The 1986 NCAA Division I women's basketball championship game was the final game of the 1986 NCAA Division I women's basketball tournament. It determined the champion of the 1985–86 NCAA Division I women's basketball season and was contested by the USC Trojans and the Texas Longhorns. The game was played on March 30, 1986, at Rupp Arena in Lexington, Kentucky. After leading 45–35 at halftime, No. 1 Texas defeated No. 3 USC 97–81 to capture the NCAA national championship, and complete the first unbeaten season in women's NCAA history. Clarissa Davis was named the tournament's Most Outstanding Player.

==Participants==
===USC Trojans===

The Trojans, represented the University of Southern California in Los Angeles, California, were led by head coach Linda Sharp in her 9th season at the school. After a disappointing season that followed back-to-back national championships, the Women of Troy began the season ranked No. 7 in the AP Poll. The team's first loss of the season was at No. 1 Texas. They lost at No. 2 Louisiana Tech a month later, and then lost their only home game to No. X Long Beach State by a single point on January 28. After peaking at No. 2 in the polls as the calendar turned over to 1986, the team finished the regular season at No. 3.

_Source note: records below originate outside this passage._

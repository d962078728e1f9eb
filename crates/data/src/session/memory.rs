//! `MemoryStore` — an in-process store and session for tests and demos.
//!
//! Rows are kept as JSON per entity name.  Commits work on a copy of the
//! tables and swap it in only when every staged change applied, so a failed
//! commit leaves the store untouched.  Any session operation can be made to
//! fail on demand to simulate a broken store.

use std::collections::{BTreeMap, HashMap, HashSet};
use std::sync::{Arc, Mutex, MutexGuard, PoisonError};

use async_trait::async_trait;
use serde_json::Value;

use crate::{
    DbError,
    models::{EntityId, Record},
    session::{EntitySet, SaveOutcome, UnitOfWork},
};

/// Session operations that can be forced to fail.
#[derive(Debug, Clone, Copy, PartialEq, Eq, Hash)]
pub enum SessionOp {
    Find,
    List,
    Add,
    Update,
    Remove,
    SaveChanges,
}

#[derive(Debug, Clone, Default)]
struct Tables {
    rows: HashMap<&'static str, BTreeMap<EntityId, Value>>,
    last_id: HashMap<&'static str, EntityId>,
}

#[derive(Debug, Default)]
struct State {
    tables: Tables,
    faults: HashSet<SessionOp>,
    commits: usize,
}

/// Shared backing store.  Clones share the same tables.
#[derive(Debug, Clone, Default)]
pub struct MemoryStore {
    state: Arc<Mutex<State>>,
}

impl MemoryStore {
    pub fn new() -> Self {
        Self::default()
    }

    /// Open a fresh session (one per logical request).
    pub fn session(&self) -> MemorySession {
        MemorySession {
            store: self.clone(),
            staged: Vec::new(),
        }
    }

    /// Make every later `op` on any session fail with [`DbError::Store`].
    pub fn fail_on(&self, op: SessionOp) {
        self.lock().faults.insert(op);
    }

    pub fn clear_faults(&self) {
        self.lock().faults.clear();
    }

    /// Number of `save_changes` calls seen, successful or not.
    pub fn commits(&self) -> usize {
        self.lock().commits
    }

    /// Committed row count for `E`.
    pub fn count<E: Record>(&self) -> usize {
        self.lock()
            .tables
            .rows
            .get(E::NAME)
            .map_or(0, BTreeMap::len)
    }

    fn lock(&self) -> MutexGuard<'_, State> {
        self.state.lock().unwrap_or_else(PoisonError::into_inner)
    }

    fn check(&self, op: SessionOp) -> Result<(), DbError> {
        if self.lock().faults.contains(&op) {
            return Err(DbError::Store(format!("injected {op:?} fault")));
        }
        Ok(())
    }
}

/// A change waiting for the next commit.
#[derive(Debug)]
enum Staged {
    Insert { entity: &'static str, row: Value },
    Update { entity: &'static str, id: EntityId, row: Value },
    Remove { entity: &'static str, id: EntityId },
}

/// Session over a [`MemoryStore`].
#[derive(Debug)]
pub struct MemorySession {
    store: MemoryStore,
    staged: Vec<Staged>,
}

impl MemorySession {
    /// Number of changes staged and not yet committed.
    pub fn pending(&self) -> usize {
        self.staged.len()
    }
}

fn apply(tables: &mut Tables, change: Staged, outcome: &mut SaveOutcome) -> Result<(), DbError> {
    match change {
        Staged::Insert { entity, row } => {
            let last = tables.last_id.entry(entity).or_insert(0);
            *last += 1;
            let id = *last;
            tables.rows.entry(entity).or_default().insert(id, row);
            outcome.inserted.push(id);
        }
        Staged::Update { entity, id, row } => {
            let slot = tables
                .rows
                .get_mut(entity)
                .and_then(|rows| rows.get_mut(&id))
                .ok_or(DbError::ConcurrencyConflict { entity, id })?;
            *slot = row;
        }
        Staged::Remove { entity, id } => {
            tables
                .rows
                .get_mut(entity)
                .and_then(|rows| rows.remove(&id))
                .ok_or(DbError::ConcurrencyConflict { entity, id })?;
        }
    }
    outcome.affected += 1;
    Ok(())
}

fn decode<E: Record>(id: EntityId, row: &Value) -> Result<E, DbError> {
    let mut entity: E = serde_json::from_value(row.clone())?;
    entity.set_id(id);
    Ok(entity)
}

#[async_trait]
impl UnitOfWork for MemorySession {
    async fn save_changes(&mut self) -> Result<SaveOutcome, DbError> {
        let staged = std::mem::take(&mut self.staged);

        let mut state = self.store.lock();
        state.commits += 1;
        if state.faults.contains(&SessionOp::SaveChanges) {
            return Err(DbError::Store("injected SaveChanges fault".into()));
        }

        let mut working = state.tables.clone();
        let mut outcome = SaveOutcome::default();
        for change in staged {
            apply(&mut working, change, &mut outcome)?;
        }

        state.tables = working;
        Ok(outcome)
    }
}

#[async_trait]
impl<E: Record> EntitySet<E> for MemorySession {
    async fn find(&mut self, id: EntityId) -> Result<Option<E>, DbError> {
        self.store.check(SessionOp::Find)?;
        let state = self.store.lock();
        state
            .tables
            .rows
            .get(E::NAME)
            .and_then(|rows| rows.get(&id))
            .map(|row| decode(id, row))
            .transpose()
    }

    async fn list(&mut self) -> Result<Vec<E>, DbError> {
        self.store.check(SessionOp::List)?;
        let state = self.store.lock();
        match state.tables.rows.get(E::NAME) {
            Some(rows) => rows.iter().map(|(id, row)| decode(*id, row)).collect(),
            None => Ok(Vec::new()),
        }
    }

    async fn add(&mut self, entity: &E) -> Result<(), DbError> {
        self.store.check(SessionOp::Add)?;
        self.staged.push(Staged::Insert {
            entity: E::NAME,
            row: serde_json::to_value(entity)?,
        });
        Ok(())
    }

    fn update(&mut self, entity: &E) -> Result<(), DbError> {
        self.store.check(SessionOp::Update)?;
        self.staged.push(Staged::Update {
            entity: E::NAME,
            id: entity.id(),
            row: serde_json::to_value(entity)?,
        });
        Ok(())
    }

    fn remove(&mut self, entity: &E) -> Result<(), DbError> {
        self.store.check(SessionOp::Remove)?;
        self.staged.push(Staged::Remove {
            entity: E::NAME,
            id: entity.id(),
        });
        Ok(())
    }
}

#[cfg(test)]
mod tests {
    use super::*;
    use crate::models::RoleForm;

    #[tokio::test]
    async fn keys_start_at_one_and_are_not_reused() {
        let store = MemoryStore::new();
        let mut session = store.session();

        EntitySet::<RoleForm>::add(&mut session, &RoleForm::new(1, 1)).await.unwrap();
        EntitySet::<RoleForm>::add(&mut session, &RoleForm::new(1, 2)).await.unwrap();
        let outcome = session.save_changes().await.unwrap();
        assert_eq!(outcome.inserted, vec![1, 2]);
        assert_eq!(outcome.affected, 2);

        let second = EntitySet::<RoleForm>::find(&mut session, 2).await.unwrap().expect("row 2");
        session.remove(&second).unwrap();
        session.save_changes().await.unwrap();

        EntitySet::<RoleForm>::add(&mut session, &RoleForm::new(1, 3)).await.unwrap();
        let outcome = session.save_changes().await.unwrap();
        assert_eq!(outcome.inserted, vec![3]);
        assert_eq!(store.count::<RoleForm>(), 2);
    }

    #[tokio::test]
    async fn staged_changes_are_invisible_until_commit() {
        let store = MemoryStore::new();
        let mut session = store.session();

        EntitySet::<RoleForm>::add(&mut session, &RoleForm::new(1, 1)).await.unwrap();
        assert_eq!(session.pending(), 1);
        let listed = EntitySet::<RoleForm>::list(&mut session).await.unwrap();
        assert!(listed.is_empty());

        session.save_changes().await.unwrap();
        assert_eq!(session.pending(), 0);
        let listed = EntitySet::<RoleForm>::list(&mut session).await.unwrap();
        assert_eq!(listed.len(), 1);
        assert_eq!(listed[0].id, 1);
    }

    #[tokio::test]
    async fn failed_commit_leaves_tables_untouched() {
        let store = MemoryStore::new();
        let mut session = store.session();

        // The insert is valid, the update targets a key that does not exist.
        let mut ghost = RoleForm::new(9, 9);
        ghost.id = 77;
        EntitySet::<RoleForm>::add(&mut session, &RoleForm::new(1, 1)).await.unwrap();
        session.update(&ghost).unwrap();

        let err = session.save_changes().await.unwrap_err();
        assert!(matches!(
            err,
            DbError::ConcurrencyConflict { entity: "RoleForm", id: 77 }
        ));
        assert_eq!(store.count::<RoleForm>(), 0);
        assert_eq!(session.pending(), 0);
    }

    #[tokio::test]
    async fn injected_faults_fail_the_matching_operation_only() {
        let store = MemoryStore::new();
        store.fail_on(SessionOp::Find);
        let mut session = store.session();

        let found = EntitySet::<RoleForm>::find(&mut session, 1).await;
        assert!(matches!(found, Err(DbError::Store(_))));
        let listed = EntitySet::<RoleForm>::list(&mut session).await;
        assert!(listed.is_ok());

        store.clear_faults();
        let found = EntitySet::<RoleForm>::find(&mut session, 1).await.unwrap();
        assert!(found.is_none());
    }

    #[tokio::test]
    async fn sessions_from_one_store_share_rows() {
        let store = MemoryStore::new();
        let mut writer = store.session();
        let mut reader = store.session();

        EntitySet::<RoleForm>::add(&mut writer, &RoleForm::new(4, 2)).await.unwrap();
        writer.save_changes().await.unwrap();

        let row = EntitySet::<RoleForm>::find(&mut reader, 1).await.unwrap().expect("committed row");
        assert_eq!((row.role_id, row.form_id), (4, 2));
        assert_eq!(store.commits(), 1);
    }
}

For the third time in four seasons, USC was the top seed in the West region of the NCAA tournament and defeated Montana, No. 16 North Carolina, and No. 4 Louisiana Tech to reach the third Final Four in program history. In the National semifinals, USC easily defeated No. 15 Tennessee, 83–59. After National championships in 1983 and 1984, the 31–4 Trojans entered the matchup with No. 1 and undefeated Texas as the underdog.

===Texas Longhorns===

The Longhorns, who represented the University of Texas in Austin, Texas, were led by head coach Jody Conradt, in her 10th season at the school. Texas opened the season ranked No. 1 in the AP poll, a place they remained for the entirety of the season. The team earned ten wins over ranked opponents including a win over No. 4 USC on December 10.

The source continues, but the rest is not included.